TechWhirl (TECHWR-L) is a resource for technical writing and technical communications professionals of all experience levels and in all industries to share their experiences and acquire information.
For two decades, technical communicators have turned to TechWhirl to ask and answer questions about the always-changing world of technical communications, such as tools, skills, career paths, methodologies, and emerging industries. The TechWhirl Archives and magazine, created for, by and about technical writers, offer a wealth of knowledge to everyone with an interest in any aspect of technical communications.
Subject:Re: Is the Customer Always Right? From:"John M. Gear" <catalyst -at- PACIFIER -dot- COM> Date:Mon, 30 Jan 1995 10:05:00 PST
At 11:20 PM 1/30/95 +1100, Geoffrey Marnell wrote:
>When it comes to matters of design, style and language, is the
>customer/client always right?
Of course not. If the customer were always right then the customer
is wasting lots of money using professional technical communicators.
Or is this an abandonment of the
>professionalism that technical writers rightfully assume?
^^^^^^^^^^
Yes, precisely. I underscored your "rightfully" to suggest that
this is a conditional right, predicated on acting like a professional rather
than a hired pair of hands. With hired hands, the customer is always right.

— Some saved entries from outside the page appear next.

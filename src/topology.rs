// Copyright (c) 2025, The Ruskit Authors
// MIT License
// All rights reserved.

//! # Consumer Topology
//!
//! Declares the exchanges, queues and bindings a consumer relies on before it
//! starts consuming. A topology is usually derived from a
//! [`ConsumerDefinition`] with [`AmqpTopology::for_consumer`]; it is installed
//! on the consumer's own channel while the consumer is `Declaring`.

use crate::{
    definition::ConsumerDefinition,
    errors::AmqpError,
    exchange::ExchangeDefinition,
    queue::{QueueBinding, QueueDefinition},
};
use lapin::{
    options::{ExchangeDeclareOptions, QueueBindOptions, QueueDeclareOptions},
    types::FieldTable,
    Channel,
};
use tracing::{debug, error};

/// Exchanges, queues and bindings installed together.
#[derive(Debug, Clone, Default, PartialEq)]
pub struct AmqpTopology {
    pub(crate) exchanges: Vec<ExchangeDefinition>,
    pub(crate) queues: Vec<QueueDefinition>,
    pub(crate) queues_binding: Vec<QueueBinding>,
}

impl AmqpTopology {
    pub fn new() -> AmqpTopology {
        AmqpTopology::default()
    }

    /// Topology needed by `def`: its exchange with one binding per routing
    /// key, and either the delay exchange bound back to the queue (delayed
    /// consumers) or the queue's dead-letter argument (plain consumers with
    /// an override).
    ///
    /// A delayed consumer's queue never dead-letters into its own delay
    /// exchange, which would route rejected messages straight back to it.
    pub fn for_consumer(def: &ConsumerDefinition) -> AmqpTopology {
        let mut topology = AmqpTopology::new();
        let mut queue = def.queue.clone();

        if let Some(exchange) = &def.exchange {
            topology = topology.exchange(exchange.clone());

            let keys = if def.routing_keys.is_empty() {
                vec![String::default()]
            } else {
                def.routing_keys.clone()
            };
            for key in keys {
                topology = topology.queue_binding(
                    QueueBinding::new(&queue.name)
                        .exchange(&exchange.name)
                        .routing_key(&key),
                );
            }
        }

        match (def.dead_letter_exchange(), def.is_delayed()) {
            (Some(dlx), true) => {
                topology = topology
                    .exchange(ExchangeDefinition::new(dlx).durable().direct_delayed())
                    .queue_binding(
                        QueueBinding::new(&queue.name)
                            .exchange(dlx)
                            .routing_key(&queue.name),
                    );
            }
            (Some(dlx), false) => queue = queue.dead_letter_exchange(dlx),
            (None, _) => {}
        }

        topology.queue(queue)
    }

    pub fn exchange(mut self, def: ExchangeDefinition) -> Self {
        self.exchanges.push(def);
        self
    }

    pub fn queue(mut self, def: QueueDefinition) -> Self {
        self.queues.push(def);
        self
    }

    pub fn queue_binding(mut self, binding: QueueBinding) -> Self {
        self.queues_binding.push(binding);
        self
    }

    /// Installs the topology: exchanges first, then queues, then bindings.
    pub async fn install(&self, channel: &Channel) -> Result<(), AmqpError> {
        self.install_exchange(channel).await?;
        self.install_queue(channel).await?;
        self.binding_queues(channel).await
    }

    async fn install_exchange(&self, channel: &Channel) -> Result<(), AmqpError> {
        for exch in &self.exchanges {
            debug!("creating exchange: {}", exch.name);

            match channel
                .exchange_declare(
                    &exch.name,
                    lapin::ExchangeKind::from(&exch.kind),
                    ExchangeDeclareOptions {
                        passive: exch.passive,
                        durable: exch.durable,
                        auto_delete: exch.delete,
                        internal: exch.internal,
                        nowait: false,
                    },
                    FieldTable::from(exch.params.clone()),
                )
                .await
            {
                Err(err) => {
                    error!(
                        error = err.to_string(),
                        name = exch.name,
                        "error to declare the exchange"
                    );
                    Err(AmqpError::DeclareExchangeError(exch.name.clone()))
                }
                _ => Ok(()),
            }?;

            debug!("exchange: {} was created", exch.name);
        }

        Ok(())
    }

    async fn install_queue(&self, channel: &Channel) -> Result<(), AmqpError> {
        for def in &self.queues {
            debug!("creating queue: {}", def.name);

            match channel
                .queue_declare(
                    &def.name,
                    QueueDeclareOptions {
                        passive: def.passive,
                        durable: def.durable,
                        exclusive: def.exclusive,
                        auto_delete: def.delete,
                        nowait: false,
                    },
                    def.arguments(),
                )
                .await
            {
                Err(err) => {
                    error!(error = err.to_string(), name = def.name, "error to declare the queue");
                    Err(AmqpError::DeclareQueueError(def.name.clone()))
                }
                _ => {
                    debug!("queue: {} was created", def.name);
                    Ok(())
                }
            }?;
        }

        Ok(())
    }

    async fn binding_queues(&self, channel: &Channel) -> Result<(), AmqpError> {
        for binding in &self.queues_binding {
            debug!(
                "binding queue: {} to the exchange: {} with the key: {}",
                binding.queue_name, binding.exchange_name, binding.routing_key
            );

            match channel
                .queue_bind(
                    &binding.queue_name,
                    &binding.exchange_name,
                    &binding.routing_key,
                    QueueBindOptions { nowait: false },
                    FieldTable::default(),
                )
                .await
            {
                Err(err) => {
                    error!(error = err.to_string(), "error to bind queue to exchange");

                    Err(AmqpError::BindingExchangeToQueueError(
                        binding.exchange_name.clone(),
                        binding.queue_name.clone(),
                    ))
                }
                _ => Ok(()),
            }?;
        }

        Ok(())
    }
}
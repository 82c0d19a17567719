// Copyright (c) 2025, The Ruskit Authors
// MIT License
// All rights reserved.

//! # Consumer Configuration
//!
//! Typed configuration for broker connections, concurrency pools and
//! declarative consumer definitions. Values are read with the `config` crate
//! from an optional file and from `AMQP__`-prefixed environment variables,
//! e.g. `AMQP__CONCURRENT__LIMIT__CO=5` or `AMQP__RABBITMQ__DEFAULT__HOST=mq`.

use crate::errors::AmqpError;
use config::{Config, Environment, File};
use serde::Deserialize;
use std::collections::HashMap;
use tracing::error;

/// Pool name used when a consumer or lookup does not name one
pub const DEFAULT_POOL: &str = "default";
/// Concurrency limit applied to pools without an explicit entry
pub const DEFAULT_CONCURRENT_LIMIT: usize = 10;

const ENV_PREFIX: &str = "AMQP";
const ENV_SEPARATOR: &str = "__";

/// Root configuration.
#[derive(Debug, Clone, Default, Deserialize)]
#[serde(default)]
pub struct Configs {
    pub app: AppConfigs,
    /// Broker connection settings keyed by pool name
    pub rabbitmq: HashMap<String, RabbitMQConfigs>,
    pub concurrent: ConcurrentConfigs,
    pub consumers: Vec<ConsumerConfigs>,
}

#[derive(Debug, Clone, Deserialize)]
#[serde(default)]
pub struct AppConfigs {
    pub name: String,
}

impl Default for AppConfigs {
    fn default() -> Self {
        Self {
            name: "amqp-consumer".to_owned(),
        }
    }
}

/// Connection parameters of one broker pool.
#[derive(Debug, Clone, Deserialize)]
#[serde(default)]
pub struct RabbitMQConfigs {
    pub host: String,
    pub port: u16,
    pub vhost: String,
    pub user: String,
    pub password: String,
    /// Heartbeat interval in seconds, 0 disables heartbeats
    pub heartbeat: u16,
    /// Maximum number of channels opened on one connection
    pub max_channels: u16,
    pub reconnect: ReconnectConfigs,
}

impl Default for RabbitMQConfigs {
    fn default() -> Self {
        Self {
            host: "localhost".to_owned(),
            port: 5672,
            vhost: "/".to_owned(),
            user: "guest".to_owned(),
            password: "guest".to_owned(),
            heartbeat: 60,
            max_channels: 64,
            reconnect: ReconnectConfigs::default(),
        }
    }
}

/// Backoff applied while (re)dialing the broker and restarting consumers.
#[derive(Debug, Clone, Deserialize)]
#[serde(default)]
pub struct ReconnectConfigs {
    pub initial_interval_ms: u64,
    pub max_interval_ms: u64,
    /// 0 retries forever
    pub max_attempts: u32,
}

impl Default for ReconnectConfigs {
    fn default() -> Self {
        Self {
            initial_interval_ms: 500,
            max_interval_ms: 30_000,
            max_attempts: 0,
        }
    }
}

/// Per pool concurrency limits (`concurrent.limit.<pool>`).
#[derive(Debug, Clone, Deserialize)]
#[serde(default)]
pub struct ConcurrentConfigs {
    pub default_limit: usize,
    pub limit: HashMap<String, usize>,
}

impl Default for ConcurrentConfigs {
    fn default() -> Self {
        Self {
            default_limit: DEFAULT_CONCURRENT_LIMIT,
            limit: HashMap::default(),
        }
    }
}

impl ConcurrentConfigs {
    /// Limit for the given pool, 0 meaning unlimited.
    pub fn limit_for(&self, pool: &str) -> usize {
        self.limit.get(pool).copied().unwrap_or(self.default_limit)
    }
}

/// Declarative consumer definition.
#[derive(Debug, Clone, Deserialize)]
#[serde(default)]
pub struct ConsumerConfigs {
    pub name: String,
    pub queue: String,
    pub exchange: Option<String>,
    /// `direct`, `fanout`, `topic` or `headers`
    pub exchange_kind: String,
    pub routing_keys: Vec<String>,
    pub pool: String,
    pub prefetch: u16,
    pub enable: bool,
    pub declare: bool,
    pub durable: bool,
    pub dead_letter_exchange: Option<String>,
    pub max_redeliveries: u32,
    pub retry_delay_ms: Option<u32>,
    pub redelivery_header: Option<String>,
    pub restart_on_failure: bool,
}

impl Default for ConsumerConfigs {
    fn default() -> Self {
        Self {
            name: String::default(),
            queue: String::default(),
            exchange: None,
            exchange_kind: "direct".to_owned(),
            routing_keys: vec![],
            pool: DEFAULT_POOL.to_owned(),
            prefetch: 1,
            enable: true,
            declare: true,
            durable: true,
            dead_letter_exchange: None,
            max_redeliveries: 3,
            retry_delay_ms: None,
            redelivery_header: None,
            restart_on_failure: true,
        }
    }
}

impl Configs {
    /// Loads the configuration from an optional file and the environment.
    pub fn load(path: Option<&str>) -> Result<Configs, AmqpError> {
        let mut builder = Config::builder();
        if let Some(path) = path {
            builder = builder.add_source(File::with_name(path).required(false));
        }

        let cfg = builder
            .add_source(Environment::with_prefix(ENV_PREFIX).separator(ENV_SEPARATOR))
            .build()
            .map_err(|err| {
                error!(error = err.to_string(), "failure to read configuration");
                AmqpError::ConfigError(err.to_string())
            })?;

        Self::from_config(cfg)
    }

    /// Deserializes an already built `config::Config`.
    pub fn from_config(cfg: Config) -> Result<Configs, AmqpError> {
        cfg.try_deserialize::<Configs>().map_err(|err| {
            error!(error = err.to_string(), "failure to parse configuration");
            AmqpError::ConfigError(err.to_string())
        })
    }

    /// Connection settings for `pool`.
    pub fn rabbitmq(&self, pool: &str) -> Result<&RabbitMQConfigs, AmqpError> {
        self.rabbitmq
            .get(pool)
            .ok_or_else(|| AmqpError::ConfigError(format!("rabbitmq.{}", pool)))
    }
}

With a professional, the customer pays for the expertise and results, not
the method. The customer may *not* specify choices counter to the
professional's judgement (which may or may not be codified). The
homebuilder may *not* tell the professional electrician which gauge wiring
to use.
Every profession wrestles with this issue as it becomes a recognized
profession. As the laypersons are left behind, often without their
knowledge, the professional practitioners have a harder and harder time (or
it takes longer and longer) explaining the reasons for the professionals'
choices.
Technical communications has many of the characteristics of a
profession (except, most seriously, barriers to entry) and so this issue
will never go away, especially as sophisticated computer-tools become more
widely available and laypersons are able to produce what, at least
superficially, resembles what a professional technical communicator produces.